Intelligent Work Forums for Engineering Professionals

  • Congratulations IDS on being selected by the Eng-Tips community for having the most helpful posts in the forums last week. Way to Go!

Upper temperature limits of typical well water?

Status
Not open for further replies.

BenThayer

Chemical
Jan 9, 2004
218
An A&E firm is proposing using well water circulating through a jacketed vessel and applying 30 psig steam to an exchanger to heat the well water up to 180°F.

This seems too high. I apologize for the post but it is opening day for Michigan's deer hunting and everyone I'd normally contact is in the woods!

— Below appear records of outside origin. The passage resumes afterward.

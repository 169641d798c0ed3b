//! The declarative pipeline document

use crate::core::{
    error::{PipelineError, Result},
    handler::Parameters,
};
use serde::{Deserialize, Serialize, Serializer};
use serde_json::Value;

/// Key naming the action of a record
pub const ACTION_NAME_KEY: &str = "action_name";

/// One action of a document: its name plus the parameters handed to it
#[derive(Debug, Clone, PartialEq)]
pub struct ActionRecord {
    pub action_name: String,
    /// Never contains [`ACTION_NAME_KEY`]
    pub parameters: Parameters,
}

impl ActionRecord {
    /// Build a record; a parameter named `action_name` is dropped
    pub fn new(action_name: impl Into<String>, mut parameters: Parameters) -> Self {
        parameters.remove(ACTION_NAME_KEY);
        Self {
            action_name: action_name.into(),
            parameters,
        }
    }

    /// Flat form: `action_name` first, then the parameters
    pub fn to_map(&self) -> Parameters {
        let mut record = Parameters::with_capacity(self.parameters.len() + 1);
        record.insert(ACTION_NAME_KEY.to_string(), Value::String(self.action_name.clone()));
        for (key, value) in &self.parameters {
            record.insert(key.clone(), value.clone());
        }
        record
    }

    fn from_value(index: usize, value: Value) -> Result<Self> {
        let Value::Object(mut record) = value else {
            return Err(PipelineError::MalformedDocument(format!(
                "record #{} is not an object",
                index
            )));
        };
        let action_name = match record.remove(ACTION_NAME_KEY) {
            Some(Value::String(name)) => name,
            Some(_) => {
                return Err(PipelineError::MalformedDocument(format!(
                    "record #{} has a non-string 'action_name'",
                    index
                )))
            }
            None => {
                return Err(PipelineError::MalformedDocument(format!(
                    "record #{} has no 'action_name'",
                    index
                )))
            }
        };
        Ok(Self {
            action_name,
            parameters: record,
        })
    }
}

impl Serialize for ActionRecord {
    fn serialize<S: Serializer>(&self, serializer: S) -> std::result::Result<S::Ok, S::Error> {
        self.to_map().serialize(serializer)
    }
}

/// `{ "actions": [ { "action_name": ..., <field>: <value>, ... }, ... ] }`
///
/// A bare array of records is accepted on input.
#[derive(Debug, Clone, Default, PartialEq, Serialize, Deserialize)]
#[serde(try_from = "Value")]
pub struct PipelineDocument {
    pub actions: Vec<ActionRecord>,
}

impl PipelineDocument {
    pub fn new(actions: Vec<ActionRecord>) -> Self {
        Self { actions }
    }

    pub fn from_json(json: &str) -> Result<Self> {
        let value: Value = serde_json::from_str(json)
            .map_err(|e| PipelineError::MalformedDocument(e.to_string()))?;
        Self::from_value(value)
    }

    pub fn from_yaml(yaml: &str) -> Result<Self> {
        let value: Value = serde_yaml::from_str(yaml)
            .map_err(|e| PipelineError::MalformedDocument(e.to_string()))?;
        Self::from_value(value)
    }

    pub fn from_value(value: Value) -> Result<Self> {
        let records = match value {
            Value::Array(records) => records,
            Value::Object(mut document) => match document.remove("actions") {
                Some(Value::Array(records)) => records,
                Some(_) => {
                    return Err(PipelineError::MalformedDocument(
                        "'actions' is not a list".to_string(),
                    ))
                }
                None => {
                    return Err(PipelineError::MalformedDocument(
                        "document has no 'actions' list".to_string(),
                    ))
                }
            },
            _ => {
                return Err(PipelineError::MalformedDocument(
                    "expected an object or a list of records".to_string(),
                ))
            }
        };

        let actions = records
            .into_iter()
            .enumerate()
            .map(|(index, record)| ActionRecord::from_value(index, record))
            .collect::<Result<Vec<_>>>()?;
        Ok(Self { actions })
    }

    pub fn to_value(&self) -> Value {
        let actions = self
            .actions
            .iter()
            .map(|record| Value::Object(record.to_map()))
            .collect();
        let mut document = serde_json::Map::new();
        document.insert("actions".to_string(), Value::Array(actions));
        Value::Object(document)
    }

    pub fn to_json_pretty(&self) -> Result<String> {
        serde_json::to_string_pretty(self).map_err(|e| PipelineError::MalformedDocument(e.to_string()))
    }

    pub fn len(&self) -> usize {
        self.actions.len()
    }

    pub fn is_empty(&self) -> bool {
        self.actions.is_empty()
    }
}

impl TryFrom<Value> for PipelineDocument {
    type Error = PipelineError;

    fn try_from(value: Value) -> Result<Self> {
        Self::from_value(value)
    }
}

It seems to be a very high temperature and I am concerned about fouling due to TDS plating out. The temperature control basically is split range between adding fresh make-up well water from the header to the circulation loop for cooling and applying steam to the shell side of the exchanger to heat.

For cooling water that has cycled up ~3-4 times and has treatment chemicals, I use a ball park of 125°F as a upper limit.

Any suggestion for "typical" well water?

tia, Ben
 
Replies continue below

Recommended for you

Ben:

In my opinion there is no such animal like "'typical' well water". I've tasted sweet water from some wells that was spring-fed and had nil solids in it. Other sources - unfortunately some that I used as open cooling water in my plants - have been ladened with calcium carbonate. Needless to say, I still have some fotos of atmospheric cooler that were literally coated with carbonate deposits. I don't wish that on anyone.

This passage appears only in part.